*** Begin section ***

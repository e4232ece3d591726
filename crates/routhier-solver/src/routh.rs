//! Routh-Hurwitz stability test.
//!
//! Derives a stability verdict from denominator coefficients alone,
//! without computing roots. The zero-pivot special cases (a leading zero
//! or a full row of zeros) are not resolved via the auxiliary-polynomial
//! substitution; they surface as [`Error::DegenerateRouthRow`].

use serde::Serialize;

use routhier_core::Polynomial;

use crate::error::{Error, Result};

/// The triangular Routh array.
///
/// Row 0 holds the even-position coefficients, row 1 the odd-position
/// coefficients; each further row is derived from the two rows above it
/// until the newest row has a single entry. Built once per analysis and
/// discarded after the verdict is read.
#[derive(Debug, Clone, PartialEq, Serialize)]
pub struct RouthArray {
    pub rows: Vec<Vec<f64>>,
}

/// Outcome of the Routh-Hurwitz test.
#[derive(Debug, Clone, PartialEq, Serialize)]
pub struct RouthAnalysis {
    pub array: RouthArray,
    /// True iff every array entry shares one strict sign.
    ///
    /// A valid Routh table for a stable system has no sign changes in its
    /// first column; checking every entry is a conservative superset of
    /// that criterion.
    pub stable: bool,
}

/// Run the Routh-Hurwitz test on a denominator polynomial.
pub fn analyze(denominator: &Polynomial) -> Result<RouthAnalysis> {
    let coeffs = denominator.coeffs();

    let even: Vec<f64> = coeffs.iter().copied().step_by(2).collect();
    let odd: Vec<f64> = coeffs.iter().copied().skip(1).step_by(2).collect();

    let mut rows = vec![even];
    if !odd.is_empty() {
        rows.push(odd);
    }

    while rows.last().map(|r| r.len()).unwrap_or(0) > 1 {
        let above = &rows[rows.len() - 2];
        let below = &rows[rows.len() - 1];
        let pivot = below[0];
        if pivot == 0.0 {
            return Err(Error::DegenerateRouthRow { row: rows.len() });
        }

        // Entries past a row's end read as zero, as in the hand-built table.
        let width = above.len() - 1;
        let next: Vec<f64> = (0..width)
            .map(|i| {
                let a = above.get(i + 1).copied().unwrap_or(0.0);
                let b = below.get(i + 1).copied().unwrap_or(0.0);
                (pivot * a - above[0] * b) / pivot
            })
            .collect();
        rows.push(next);
    }

    let stable = all_same_strict_sign(&rows);

    Ok(RouthAnalysis {
        array: RouthArray { rows },
        stable,
    })
}

fn all_same_strict_sign(rows: &[Vec<f64>]) -> bool {
    let mut entries = rows.iter().flatten();
    let Some(&first) = entries.next() else {
        return false;
    };
    if first == 0.0 {
        return false;
    }
    entries.all(|&e| e != 0.0 && e.is_sign_positive() == first.is_sign_positive())
}

#[cfg(test)]
mod tests {
    use super::*;

    #[test]
    fn splits_even_and_odd_coefficients() {
        // s⁴ + 2s³ + 3s² + 4s + 5
        let p = Polynomial::new(&[1.0, 2.0, 3.0, 4.0, 5.0]).unwrap();
        let result = analyze(&p).unwrap();
        assert_eq!(result.array.rows[0], vec![1.0, 3.0, 5.0]);
        assert_eq!(result.array.rows[1], vec![2.0, 4.0]);
    }

    #[test]
    fn stable_second_order() {
        // s² + 3s + 2, poles at -1 and -2
        let p = Polynomial::new(&[1.0, 3.0, 2.0]).unwrap();
        assert!(analyze(&p).unwrap().stable);
    }

    #[test]
    fn stable_third_order() {
        // (s+1)³ = s³ + 3s² + 3s + 1
        let p = Polynomial::new(&[1.0, 3.0, 3.0, 1.0]).unwrap();
        assert!(analyze(&p).unwrap().stable);
    }

    #[test]
    fn unstable_sign_flip() {
        // s² - 3s + 2, poles at 1 and 2
        let p = Polynomial::new(&[1.0, -3.0, 2.0]).unwrap();
        assert!(!analyze(&p).unwrap().stable);
    }

    #[test]
    fn unstable_with_all_positive_first_rows() {
        // s³ + s² + 2s + 8 has a RHP conjugate pair despite positive
        // coefficients; the derived row catches it.
        let p = Polynomial::new(&[1.0, 1.0, 2.0, 8.0]).unwrap();
        assert!(!analyze(&p).unwrap().stable);
    }

    #[test]
    fn zero_pivot_is_degenerate() {
        // s³ + s: the odd row is [0, 0]
        let p = Polynomial::new(&[1.0, 0.0, 1.0, 0.0]).unwrap();
        assert!(matches!(
            analyze(&p),
            Err(Error::DegenerateRouthRow { .. })
        ));
    }

    #[test]
    fn first_order_and_constant() {
        assert!(analyze(&Polynomial::new(&[1.0, 2.0]).unwrap()).unwrap().stable);
        assert!(!analyze(&Polynomial::new(&[1.0, -2.0]).unwrap()).unwrap().stable);
        assert!(analyze(&Polynomial::new(&[3.0]).unwrap()).unwrap().stable);
    }

    #[test]
    fn final_row_has_single_entry() {
        let p = Polynomial::new(&[1.0, 6.0, 11.0, 6.0]).unwrap();
        let result = analyze(&p).unwrap();
        assert_eq!(result.array.rows.last().unwrap().len(), 1);
        assert!(result.stable);
    }
}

*** End section ***

» TASK TO CARRY OUT
Write the listing out again so that nothing in it differs from the original.

» WRITTEN ANSWER
repository e4232ece3d591726
filename crates/routhier-solver/src/routh.rs
//! Routh-Hurwitz stability test.
//!
//! Derives a stability verdict from denominator coefficients alone,
//! without computing roots. The zero-pivot special cases (a leading zero
//! or a full row of zeros) are not resolved via the auxiliary-polynomial
//! substitution; they surface as [`Error::DegenerateRouthRow`].

use serde::Serialize;

use routhier_core::Polynomial;

use crate::error::{Error, Result};

/// The triangular Routh array.
///
/// Row 0 holds the even-position coefficients, row 1 the odd-position
/// coefficients; each further row is derived from the two rows above it
/// until the newest row has a single entry. Built once per analysis and
/// discarded after the verdict is read.
#[derive(Debug, Clone, PartialEq, Serialize)]
pub struct RouthArray {
    pub rows: Vec<Vec<f64>>,
}

/// Outcome of the Routh-Hurwitz test.
#[derive(Debug, Clone, PartialEq, Serialize)]
pub struct RouthAnalysis {
    pub array: RouthArray,
    /// True iff every array entry shares one strict sign.
    ///
    /// A valid Routh table for a stable system has no sign changes in its
    /// first column; checking every entry is a conservative superset of
    /// that criterion.
    pub stable: bool,
}

/// Run the Routh-Hurwitz test on a denominator polynomial.
pub fn analyze(denominator: &Polynomial) -> Result<RouthAnalysis> {
    let coeffs = denominator.coeffs();

    let even: Vec<f64> = coeffs.iter().copied().step_by(2).collect();
    let odd: Vec<f64> = coeffs.iter().copied().skip(1).step_by(2).collect();

    let mut rows = vec![even];
    if !odd.is_empty() {
        rows.push(odd);
    }

    while rows.last().map(|r| r.len()).unwrap_or(0) > 1 {
        let above = &rows[rows.len() - 2];
        let below = &rows[rows.len() - 1];
        let pivot = below[0];
        if pivot == 0.0 {
            return Err(Error::DegenerateRouthRow { row: rows.len() });
        }

        // Entries past a row's end read as zero, as in the hand-built table.
        let width = above.len() - 1;
        let next: Vec<f64> = (0..width)
            .map(|i| {
                let a = above.get(i + 1).copied().unwrap_or(0.0);
                let b = below.get(i + 1).copied().unwrap_or(0.0);
                (pivot * a - above[0] * b) / pivot
            })
            .collect();
        rows.push(next);
    }

    let stable = all_same_strict_sign(&rows);

    Ok(RouthAnalysis {
        array: RouthArray { rows },
        stable,
    })
}

fn all_same_strict_sign(rows: &[Vec<f64>]) -> bool {
    let mut entries = rows.iter().flatten();
    let Some(&first) = entries.next() else {
        return false;
    };
    if first == 0.0 {
        return false;
    }
    entries.all(|&e| e != 0.0 && e.is_sign_positive() == first.is_sign_positive())
}

#[cfg(test)]
mod tests {
    use super::*;

    #[test]
    fn splits_even_and_odd_coefficients() {
        // s⁴ + 2s³ + 3s² + 4s + 5
        let p = Polynomial::new(&[1.0, 2.0, 3.0, 4.0, 5.0]).unwrap();
        let result = analyze(&p).unwrap();
        assert_eq!(result.array.rows[0], vec![1.0, 3.0, 5.0]);
        assert_eq!(result.array.rows[1], vec![2.0, 4.0]);
    }

    #[test]
    fn stable_second_order() {
        // s² + 3s + 2, poles at -1 and -2
        let p = Polynomial::new(&[1.0, 3.0, 2.0]).unwrap();
        assert!(analyze(&p).unwrap().stable);
    }

    #[test]
    fn stable_third_order() {
        // (s+1)³ = s³ + 3s² + 3s + 1
        let p = Polynomial::new(&[1.0, 3.0, 3.0, 1.0]).unwrap();
        assert!(analyze(&p).unwrap().stable);
    }

    #[test]
    fn unstable_sign_flip() {
        // s² - 3s + 2, poles at 1 and 2
        let p = Polynomial::new(&[1.0, -3.0, 2.0]).unwrap();
        assert!(!analyze(&p).unwrap().stable);
    }

    #[test]
    fn unstable_with_all_positive_first_rows() {
        // s³ + s² + 2s + 8 has a RHP conjugate pair despite positive
        // coefficients; the derived row catches it.
        let p = Polynomial::new(&[1.0, 1.0, 2.0, 8.0]).unwrap();
        assert!(!analyze(&p).unwrap().stable);
    }

    #[test]
    fn zero_pivot_is_degenerate() {
        // s³ + s: the odd row is [0, 0]
        let p = Polynomial::new(&[1.0, 0.0, 1.0, 0.0]).unwrap();
        assert!(matches!(
            analyze(&p),
            Err(Error::DegenerateRouthRow { .. })
        ));
    }

    #[test]
    fn first_order_and_constant() {
        assert!(analyze(&Polynomial::new(&[1.0, 2.0]).unwrap()).unwrap().stable);
        assert!(!analyze(&Polynomial::new(&[1.0, -2.0]).unwrap()).unwrap().stable);
        assert!(analyze(&Polynomial::new(&[3.0]).unwrap()).unwrap().stable);
    }

    #[test]
    fn final_row_has_single_entry() {
        let p = Polynomial::new(&[1.0, 6.0, 11.0, 6.0]).unwrap();
        let result = analyze(&p).unwrap();
        assert_eq!(result.array.rows.last().unwrap().len(), 1);
        assert!(result.stable);
    }
}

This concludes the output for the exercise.